# 1. Introduction

A Binary Search Tree (BST) is a binary tree where each node has a comparable value, and the left subtree of a node contains only nodes with values less than the node's value, while the right subtree only nodes with values greater than the node's value. This provides an efficient way of inserting, looking up, and deleting items, as each decision cuts down the possibilities in half (similar to binary search).

# 2. Implementation Steps

1. Define a Node class with attributes value, left, and right.

2. Initialize a BinarySearchTree class with a root node.

3. Implement the insert method to add nodes in accordance with BST properties.

4. Implement a search method to find a value in the BST.

5. Implement the delete method to remove nodes from the BST.

6. Implement a display method to print the tree in an in-order traversal.

# 3. Implementation in Ruby Programming

``````class Node
attr_accessor :value, :left, :right
def initialize(value)
@value = value
@left = nil
@right = nil
end
end
class BinarySearchTree
def initialize
@root = nil
end
# Insert value into the BST
def insert(value)
@root = insert_recursive(@root, value)
end
# Search for a value in the BST
def search(value)
search_recursive(@root, value)
end
# Delete a value from the BST
def delete(value)
@root = delete_recursive(@root, value)
end
# Display BST in in-order traversal
def display
display_recursive(@root)
end
private
def insert_recursive(node, value)
return Node.new(value) if node.nil?
if value < node.value
node.left = insert_recursive(node.left, value)
elsif value > node.value
node.right = insert_recursive(node.right, value)
end
node
end
def search_recursive(node, value)
return false if node.nil?
return true if node.value == value
value < node.value ? search_recursive(node.left, value) : search_recursive(node.right, value)
end
def delete_recursive(node, value)
return nil if node.nil?
if value < node.value
node.left = delete_recursive(node.left, value)
elsif value > node.value
node.right = delete_recursive(node.right, value)
else
return node.right if node.left.nil?
return node.left if node.right.nil?
min_larger_node = find_min(node.right)
node.value = min_larger_node.value
node.right = delete_recursive(node.right, min_larger_node.value)
end
node
end
def find_min(node)
current = node
current = current.left while current.left
current
end
def display_recursive(node)
return if node.nil?
display_recursive(node.left)
puts node.value
display_recursive(node.right)
end
end
# Client code
bst = BinarySearchTree.new
[50, 30, 70, 20, 40, 60, 80].each { |i| bst.insert(i) }
puts "In-order traversal of BST:"
bst.display
puts "Searching for 25 in BST: #{bst.search(25)}"
puts "Searching for 70 in BST: #{bst.search(70)}"
bst.delete(70)
puts "After deleting 70, in-order traversal:"
bst.display
``````

### Output:

```In-order traversal of BST:
20
30
40
50
60
70
80
Searching for 25 in BST: false
Searching for 70 in BST: true
After deleting 70, in-order traversal:
20
30
40
50
60
80
```

### Explanation:

1. The Node class represents each element in the BST. Each node has a value, a left child, and a right child.
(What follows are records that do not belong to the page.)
//! Source registry — the static catalog of log sources.
//!
//! The catalog itself is immutable data ([`CATALOG`]). The only runtime state
//! is availability: whether the remote log client is attached. That flag lives
//! on the [`SourceRegistry`] value owned by the controller, never in a global.

use crate::types::SourceKind;

/// When a catalog source may be selected.
#[derive(Debug, Clone, Copy, PartialEq, Eq)]
pub enum Availability {
    Always,
    /// Enabled while a remote log client is attached.
    RemoteClient,
    /// Listed for discoverability but not wired to a backend.
    Never,
}

/// Static description of a source.
#[derive(Debug, Clone, Copy, PartialEq, Eq)]
pub struct SourceSpec {
    pub name: &'static str,
    pub display_name: &'static str,
    pub kind: SourceKind,
    /// File path or command line, for file/command sources.
    pub location: Option<&'static str>,
    pub availability: Availability,
}

pub const APP_SOURCE: &str = "app";
pub const REMOTE_SOURCE: &str = "remote";

pub const CATALOG: &[SourceSpec] = &[
    SourceSpec {
        name: APP_SOURCE,
        display_name: "Application Logs",
        kind: SourceKind::Memory,
        location: None,
        availability: Availability::Always,
    },
    SourceSpec {
        name: "sdk",
        display_name: "SDK Logs",
        kind: SourceKind::Memory,
        location: None,
        availability: Availability::Never,
    },
    SourceSpec {
        name: "system",
        display_name: "System Logs",
        kind: SourceKind::File,
        location: Some("/var/log/system.log"),
        availability: Availability::Never,
    },
    SourceSpec {
        name: REMOTE_SOURCE,
        display_name: "Remote Logs",
        kind: SourceKind::Remote,
        location: None,
        availability: Availability::RemoteClient,
    },
    SourceSpec {
        name: "docker",
        display_name: "Docker Logs",
        kind: SourceKind::Command,
        location: Some("docker logs"),
        availability: Availability::Never,
    },
];

/// A catalog source together with its current enabled flag.
#[derive(Debug, Clone, Copy, PartialEq, Eq)]
pub struct LogSource {
    pub spec: &'static SourceSpec,
    pub enabled: bool,
}

impl LogSource {
    pub fn name(&self) -> &'static str {
        self.spec.name
    }

    pub fn display_name(&self) -> &'static str {
        self.spec.display_name
    }

    pub fn kind(&self) -> SourceKind {
        self.spec.kind
    }

    /// One-line description for the status line when the source is highlighted.
    pub fn describe(&self) -> String {
        if self.enabled {
            format!("Source: {} ({})", self.spec.display_name, self.spec.kind)
        } else {
            format!("Source: {} (not available)", self.spec.display_name)
        }
    }
}

/// How a selection should be served.
#[derive(Debug, Clone, Copy, PartialEq, Eq)]
pub enum Resolution {
    /// Entries are already in the local buffer.
    Local(&'static str),
    /// The source is fed by a remote tail and may need activation.
    Remote(&'static str),
    /// Disabled or unknown; the selection is ignored.
    Ignored,
}

#[derive(Debug, Clone)]
pub struct SourceRegistry {
    catalog: &'static [SourceSpec],
    remote_available: bool,
}

impl Default for SourceRegistry {
    fn default() -> Self {
        Self::new(CATALOG)
    }
}

impl SourceRegistry {
    pub fn new(catalog: &'static [SourceSpec]) -> Self {
        Self { catalog, remote_available: false }
    }

    /// Record whether a remote log client is attached. Returns true when the
    /// flag actually changed.
    pub fn set_remote_available(&mut self, available: bool) -> bool {
        let changed = self.remote_available != available;
        self.remote_available = available;
        changed
    }

    pub fn remote_available(&self) -> bool {
        self.remote_available
    }

    fn enabled(&self, spec: &SourceSpec) -> bool {
        match spec.availability {
            Availability::Always => true,
            Availability::RemoteClient => self.remote_available,
            Availability::Never => false,
        }
    }

    /// All catalog sources in display order.
    pub fn sources(&self) -> Vec<LogSource> {
        self.catalog
            .iter()
            .map(|spec| LogSource { spec, enabled: self.enabled(spec) })
            .collect()
    }

    pub fn get(&self, name: &str) -> Option<LogSource> {
        self.catalog
            .iter()
            .find(|spec| spec.name == name)
            .map(|spec| LogSource { spec, enabled: self.enabled(spec) })
    }

    /// The source selected at startup.
    pub fn first_enabled(&self) -> Option<LogSource> {
        self.sources().into_iter().find(|s| s.enabled)
    }

    pub fn resolve(&self, name: &str) -> Resolution {
        match self.get(name) {
            Some(source) if source.enabled => match source.kind() {
                SourceKind::Remote => Resolution::Remote(source.name()),
                _ => Resolution::Local(source.name()),
            },
            _ => Resolution::Ignored,
        }
    }
}

// ---------------------------------------------------------------------------
// Tests
// ---------------------------------------------------------------------------
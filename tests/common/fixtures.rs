//! Small entry sets shared across harnesses.

use crate::common::builders::LogEntryBuilder;
use logtide_core::{LogEntry, LogLevel};

/// Epoch milliseconds of 2024-01-15 10:30:00 UTC.
pub const BASE_MS: i64 = 1_705_314_600_000;

/// Eight `app` entries; only the fourth mentions "error" in any case.
///
/// The matching message is `"Database connection ERROR"`, so the match
/// covers bytes `20..25`.
pub fn one_error_in_eight() -> Vec<LogEntry> {
    const MESSAGES: [&str; 8] = [
        "Server listening on port 8080",
        "Accepted connection from 10.0.0.7",
        "Cache warmed with 512 keys",
        "Database connection ERROR",
        "Request completed in 12ms",
        "Scheduled job started",
        "Scheduled job finished",
        "Health check passed",
    ];
    MESSAGES
        .iter()
        .enumerate()
        .map(|(i, message)| LogEntryBuilder::new(*message).at_ms(BASE_MS + i as i64 * 1_000).build())
        .collect()
}

/// Five `app` entries with exactly one at WARN. No message contains "warn".
pub fn five_with_one_warning() -> Vec<(LogLevel, &'static str)> {
    vec![
        (LogLevel::Info, "Application started successfully"),
        (LogLevel::Debug, "Loading configuration from config.toml"),
        (LogLevel::Warn, "Deprecated API endpoint used"),
        (LogLevel::Info, "Database connection re-established"),
        (LogLevel::Info, "Logs view initialized"),
    ]
}
//! Text analysis shared by the index and the plain filter.
//!
//! Text fields are split into maximal runs of alphanumeric characters and
//! lowercased. Keyword fields (level, source) are a single lowercased term.

use crate::error::IndexError;
use crate::types::Span;
use regex::{Regex, RegexBuilder};

/// One analysed token: lowercased text plus its byte span in the source.
#[derive(Debug, Clone, PartialEq, Eq)]
pub struct Token {
    pub term: String,
    pub span: Span,
}

pub fn tokenize(text: &str) -> Vec<Token> {
    let mut tokens = Vec::new();
    let mut start: Option<usize> = None;

    for (i, c) in text.char_indices() {
        match (c.is_alphanumeric(), start) {
            (true, None) => start = Some(i),
            (false, Some(s)) => {
                tokens.push(token(text, s, i));
                start = None;
            }
            _ => {}
        }
    }
    if let Some(s) = start {
        tokens.push(token(text, s, text.len()));
    }
    tokens
}

fn token(text: &str, start: usize, end: usize) -> Token {
    Token {
        term: text[start..end].to_lowercase(),
        span: Span::new(start, end),
    }
}

pub fn keyword(text: &str) -> String {
    text.trim().to_lowercase()
}

/// Lowercase `text` one char at a time, the same folding [`find_literal`]
/// applies.
pub fn fold_case(text: &str) -> String {
    text.chars().map(fold).collect()
}

fn fold(c: char) -> char {
    c.to_lowercase().next().unwrap_or(c)
}

/// Non-overlapping case-insensitive occurrences of `needle` in `text`, as
/// byte spans of `text`.
pub fn find_literal(needle: &str, text: &str) -> Vec<Span> {
    let needle: Vec<char> = needle.chars().map(fold).collect();
    let mut spans = Vec::new();
    if needle.is_empty() {
        return spans;
    }
    let mut resume = 0;
    for (start, _) in text.char_indices() {
        if start < resume {
            continue;
        }
        if let Some(len) = literal_at(&needle, &text[start..]) {
            spans.push(Span::new(start, start + len));
            resume = start + len;
        }
    }
    spans
}

/// Byte length of the match of `needle` at the start of `text`, if any.
fn literal_at(needle: &[char], text: &str) -> Option<usize> {
    let mut chars = text.char_indices();
    for &want in needle {
        let (_, c) = chars.next()?;
        if fold(c) != want {
            return None;
        }
    }
    Some(chars.next().map_or(text.len(), |(i, _)| i))
}

/// Anchored matcher for a `*`/`?` wildcard pattern over lowercase terms.
///
/// Very long patterns can exceed the regex size limit; that is reported as
/// a query error.
pub fn wildcard_matcher(pattern: &str) -> Result<Regex, IndexError> {
    let mut expr = String::from("^");
    for c in pattern.chars() {
        match c {
            '*' => expr.push_str(".*"),
            '?' => expr.push('.'),
            other => expr.push_str(&regex::escape(&other.to_string())),
        }
    }
    expr.push('$');
    RegexBuilder::new(&expr)
        .case_insensitive(true)
        .build()
        .map_err(|err| IndexError::Query(format!("wildcard pattern rejected: {err}")))
}

/// If `pattern` is a plain `prefix*`, return the prefix.
pub fn wildcard_prefix(pattern: &str) -> Option<&str> {
    let prefix = pattern.strip_suffix('*')?;
    (!prefix.is_empty() && !prefix.contains(['*', '?'])).then_some(prefix)
}
//! logtide-feeds — the sources that put entries into a [`LogPipeline`].
//!
//! - [`remote`]: the [`RemoteLogFetcher`] seam for paginated remote log
//!   backends, plus event conversion and the cancellable call wrapper.
//! - [`tail`]: the [`TailScheduler`] that loads and then polls remote groups.
//! - [`local`]: the synthetic in-process application source.
//!
//! [`LogPipeline`]: logtide_core::LogPipeline

pub mod local;
pub mod remote;
pub mod tail;

pub use remote::{EventPage, PaginationToken, RemoteEvent, RemoteLogFetcher, StreamDescriptor};
pub use tail::{TailScheduler, TailSettings, TailState};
2. The BinarySearchTree class initializes with a root node set to nil.

3. The insert method adds a value to the tree according to BST properties.

4. The search method looks for a value in the BST and returns a boolean.
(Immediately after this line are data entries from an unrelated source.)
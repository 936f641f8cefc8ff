//! logtide console — a line-oriented presenter over [`LogsController`].
//!
//! Reads commands from stdin and re-renders the selected source whenever
//! the pipeline reports a change (while auto-scroll is on) or a command
//! runs. Headless mode renders once and exits.

pub mod commands;
pub mod controller;
pub mod render;

pub use commands::{execute_command, Command, Flow};
pub use controller::LogsController;

use logtide_core::config::Config;
use logtide_core::LogPipeline;
use logtide_feeds::TailSettings;
use std::io::Write;
use std::path::PathBuf;
use std::sync::Arc;
use std::time::Duration;
use tokio::io::{AsyncBufReadExt, BufReader};
use tracing::{info, warn};

/// Rows shown per live render.
const LIVE_ROWS: usize = 40;
/// Bursts of changes within this window produce one render.
const RENDER_DEBOUNCE: Duration = Duration::from_millis(50);

/// Start-up options from the command line.
#[derive(Debug, Clone, Default)]
pub struct ConsoleOptions {
    pub source: Option<String>,
    pub query: Option<String>,
    pub export: Option<PathBuf>,
    pub headless: bool,
}

/// Build the pipeline and controller, apply `options`, then run.
pub async fn run(config: Config, options: ConsoleOptions) -> anyhow::Result<()> {
    let pipeline = Arc::new(LogPipeline::new(&config));
    let mut controller = LogsController::new(pipeline.clone(), TailSettings::from(&config.tail));
    controller.seed_local_source();

    if let Some(source) = &options.source {
        if let Err(err) = controller.select_source(source).await {
            warn!(source = %source, error = %err, "initial source selection failed");
        }
    }
    if let Some(query) = &options.query {
        controller.set_filter(query);
    }
    pipeline.flush_index().await;

    if let Some(path) = &options.export {
        let lines = controller.export_to_file(path)?;
        info!(lines, path = %path.display(), "exported");
    }

    let result = if options.headless {
        draw(&controller, &mut std::io::stdout(), None).map_err(Into::into)
    } else {
        interactive(&mut controller).await
    };
    controller.shutdown().await;
    result
}

fn draw<W: Write>(controller: &LogsController, out: &mut W, limit: Option<usize>) -> std::io::Result<()> {
    let view = controller.view();
    render::render(out, &controller.title(&view), &view, &controller.status(), limit)?;
    out.flush()
}

async fn interactive(controller: &mut LogsController) -> anyhow::Result<()> {
    let mut changes = controller.subscribe();
    let mut lines = BufReader::new(tokio::io::stdin()).lines();
    draw(controller, &mut std::io::stdout(), Some(LIVE_ROWS))?;

    loop {
        tokio::select! {
            line = lines.next_line() => {
                let Some(line) = line? else { break };
                match Command::parse(&line) {
                    Ok(cmd) => {
                        if execute_command(controller, cmd, &mut std::io::stdout()).await? == Flow::Quit {
                            break;
                        }
                    }
                    Err(msg) if msg.is_empty() => continue,
                    Err(msg) => println!("error: {msg}"),
                }
                controller.pipeline().flush_index().await;
                changes.borrow_and_update();
                draw(controller, &mut std::io::stdout(), Some(LIVE_ROWS))?;
            }
            changed = changes.changed() => {
                if changed.is_err() {
                    break;
                }
                if controller.auto_scroll() {
                    tokio::time::sleep(RENDER_DEBOUNCE).await;
                    controller.pipeline().flush_index().await;
                    changes.borrow_and_update();
                    draw(controller, &mut std::io::stdout(), Some(LIVE_ROWS))?;
                }
            }
        }
    }
    Ok(())
}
5. The delete method removes a node with a given value from the BST.

6. The private helper functions facilitate various BST operations, including insert_recursive, search_recursive, delete_recursive, and display_recursive. The find_min function retrieves the smallest node from the right subtree, used during node deletion.

7. The client code demonstrates insertion, display, search, and deletion operations on the BST.